Tuesday, November 14, 2006

Good Questions

David Kurtz at Talking Points Memo wants the hearings for Robert Gates to be held by the Democrat-led Senate Armed Services Committee, not the lame duck Senate. I agree. The American people voted in the Democrats, in part because of Iraq, so let’s hear Gates’s answers to their tough questions. Kurtz gives examples of some questions:

What is victory? What is the strategic objective? Are we spread too thin militarily and how do we address that? What will troop rotations look like going forward? What should our force strength be? How much repair and replenishment of materiel is required and what will it cost? What resources do we need to commit in Afghanistan? What are the relative priorities?

I’d be interested in hearing the answers to those questions myself. If the Democrats keep it to tough policy questions, more power to them. If they let the hearings degenerate into Judiciary Committee-style character smears, that will tell us something about their ability to legislate with any seriousness at all.


Anonymous said...


Do you have any thoughts on the merrits of our Afghanistan and Iraq campains. There has been much debate in Objectivist circles over whether it is even worth it to continue with the war effort there. For example, Tracinski at TIA seems to think that cut and run would be a disaster. But somehow I get the impression that Lewis, Brook and Peikoff don't see it that way.
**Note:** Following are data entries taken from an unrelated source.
use std::path::{Path, PathBuf};
use std::process::Stdio;

use serde::{Deserialize, Serialize};

use crate::error::{DupeError, Result};
use crate::operation::default_image_name;

/// Partition content types that are never useful as a clone source or target.
const RESERVED_CONTENT: &[&str] = &["EFI", "Apple_Boot", "Apple_APFS_Recovery", "Apple_APFS_ISC"];

/// System-managed APFS volume names.
const RESERVED_NAMES: &[&str] = &[
    "Recovery",
    "Preboot",
    "VM",
    "Update",
    "xART",
    "Hardware",
    "iSCPreboot",
];

/// One disk or partition available for cloning or imaging.
#[derive(Debug, Clone, PartialEq, Eq, Serialize)]
#[serde(rename_all = "camelCase")]
pub struct DiskInfo {
    /// Device path, e.g. `/dev/disk2s1`.
    pub device_identifier: String,
    pub name: String,
    /// Human-readable size, e.g. `500.28 GB`.
    pub size: String,
    pub size_bytes: u64,
    /// Partition scheme or content type as reported by diskutil.
    pub content: String,
}

impl DiskInfo {
    /// `"<name> (<device>) - <size>"`, the label shown in pickers.
    pub fn display_name(&self) -> String {
        format!("{} ({}) - {}", self.name, self.device_identifier, self.size)
    }

    /// Suggested file name for an image of this device.
    pub fn default_image_name(&self) -> String {
        default_image_name(&self.device_identifier)
    }

    /// Whether this entry is a firmware, recovery or system-reserved volume.
    pub fn is_reserved(&self) -> bool {
        RESERVED_CONTENT.contains(&self.content.as_str())
            || RESERVED_NAMES.contains(&self.name.as_str())
    }
}

// Subset of `diskutil list -plist` output.

#[derive(Debug, Deserialize)]
#[serde(rename_all = "PascalCase")]
struct DiskList {
    all_disks_and_partitions: Vec<DiskEntry>,
}

#[derive(Debug, Deserialize)]
#[serde(rename_all = "PascalCase")]
struct DiskEntry {
    device_identifier: Option<String>,
    size: Option<u64>,
    volume_name: Option<String>,
    media_name: Option<String>,
    content: Option<String>,
    #[serde(default)]
    partitions: Vec<DiskEntry>,
    #[serde(default, rename = "APFSVolumes")]
    apfs_volumes: Vec<DiskEntry>,
}

impl DiskEntry {
    fn to_info(&self, fallback: &str) -> Option<DiskInfo> {
        let id = self.device_identifier.as_deref()?;
        let size = self.size?;
        let non_empty = |n: &&str| !n.trim().is_empty();
        let name = self
            .volume_name
            .as_deref()
            .filter(non_empty)
            .or(self.media_name.as_deref().filter(non_empty))
            .unwrap_or(fallback);
        Some(DiskInfo {
            device_identifier: format!("/dev/{id}"),
            name: name.to_string(),
            size: format_size(size),
            size_bytes: size,
            content: self.content.clone().unwrap_or_else(|| fallback.to_string()),
        })
    }
}

/// Lists attached disks through `diskutil list -plist`.
#[derive(Debug, Clone)]
pub struct DiskInventory {
    diskutil: PathBuf,
    include_reserved: bool,
}

impl DiskInventory {
    pub fn new(diskutil: impl Into<PathBuf>) -> Self {
        Self {
            diskutil: diskutil.into(),
            include_reserved: false,
        }
    }

    /// Keep firmware, recovery and system volumes in the listing.
    pub fn include_reserved(mut self, include: bool) -> Self {
        self.include_reserved = include;
        self
    }

    pub fn diskutil(&self) -> &Path {
        &self.diskutil
    }

    /// Run diskutil and parse its listing.
    pub async fn list(&self) -> Result<Vec<DiskInfo>> {
        let program = self
            .diskutil
            .file_name()
            .unwrap_or(self.diskutil.as_os_str())
            .to_string_lossy()
            .to_string();
        tracing::debug!(diskutil = %self.diskutil.display(), "listing disks");

        let output = tokio::process::Command::new(&self.diskutil)
            .args(["list", "-plist"])
            .stdin(Stdio::null())
            .output()
            .await
            .map_err(|e| DupeError::CommandLaunch {
                program: program.clone(),
                message: e.to_string(),
            })?;

        if !output.status.success() {
            return Err(DupeError::CommandExit {
                program,
                code: output.status.code().unwrap_or(-1),
            });
        }
        self.parse(&output.stdout)
    }

    /// Decode a `diskutil list -plist` document into sorted disk records.
    ///
    /// Whole disks, their partitions and their APFS volumes are all listed.
    /// Entries missing an identifier or a size are skipped.
    pub fn parse(&self, plist: &[u8]) -> Result<Vec<DiskInfo>> {
        let list: DiskList = plist::from_bytes(plist)
            .map_err(|e| DupeError::Parse(format!("failed to parse diskutil output: {e}")))?;

        let mut disks = Vec::new();
        for disk in &list.all_disks_and_partitions {
            disks.extend(disk.to_info("Unknown"));
            for child in disk.partitions.iter().chain(&disk.apfs_volumes) {
                disks.extend(child.to_info("Partition"));
            }
        }
        if !self.include_reserved {
            disks.retain(|d| !d.is_reserved());
        }
        disks.sort_by(|a, b| a.device_identifier.cmp(&b.device_identifier));
        Ok(disks)
    }
}

/// Format a byte count the way the macOS file size formatter does: decimal
/// (1000-based) units, more precision for larger units.
pub fn format_size(bytes: u64) -> String {
    const UNITS: &[&str] = &["KB", "MB", "GB", "TB", "PB"];

    if bytes == 0 {
        return "Zero KB".to_string();
    }
    if bytes < 1000 {
        return if bytes == 1 {
            "1 byte".to_string()
        } else {
            format!("{bytes} bytes")
        };
    }

    let mut value = bytes as f64 / 1000.0;
    let mut unit = 0;
    while value >= 999.995 && unit < UNITS.len() - 1 {
        value /= 1000.0;
        unit += 1;
    }
    let decimals = match unit {
        0 => 0,
        1 => 1,
        _ => 2,
    };
    let text = format!("{value:.decimals$}");
    let text = if text.contains('.') {
        text.trim_end_matches('0').trim_end_matches('.').to_string()
    } else {
        text
    };
    format!("{text} {}", UNITS[unit])
}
I have even read some consevatives like Daniel Pipes for example who have argued for a strategic retreat leaving bases in out of the way parts of the Iraqi desert. Sounds good, no?

Myrhaf said...

You're asking a tough question, Madmax -- one that I've gone back and forth on. I agree with most Objectivists that our biggest mistake was not destroying the government of Iran. After that it gets complicated. I'm not convinced that nation building is not in our self-interest, but if we just create religious tyrannies in Iraq and Afghanistan, that's no good. The wild card, as I see it, is the power of capitalism. If we can establish even a hampered free market in Iraq with secure property rights, it could transform the region in a generation. In 20 years you could see people from the surrounding countries flooding into Iraq the way Mexicans come to USA.

With the fall of communism, the muslim world was the last place the socialists could point to and say, "Capitalism is not for everyone." I think that is a big part of why they opposed the invasion of Iraq so vigorously. I would love to see what freedom could do to Arab countries in the middle east. The question is, can we even establish a partial freedom in countries that have Sharia law? Is Islam, unlike Japan and Germany, hopeless?

Myrhaf said...

I just watched Yaron Brook's speech on the Forward Strategy of Victory at aynrand.org. My last comment was inadequate. I'll have to write a post on this.

EdMcGon said...

For me, the issue comes down to free trade. If the U.S. is going to trade with that region, then we have to do something.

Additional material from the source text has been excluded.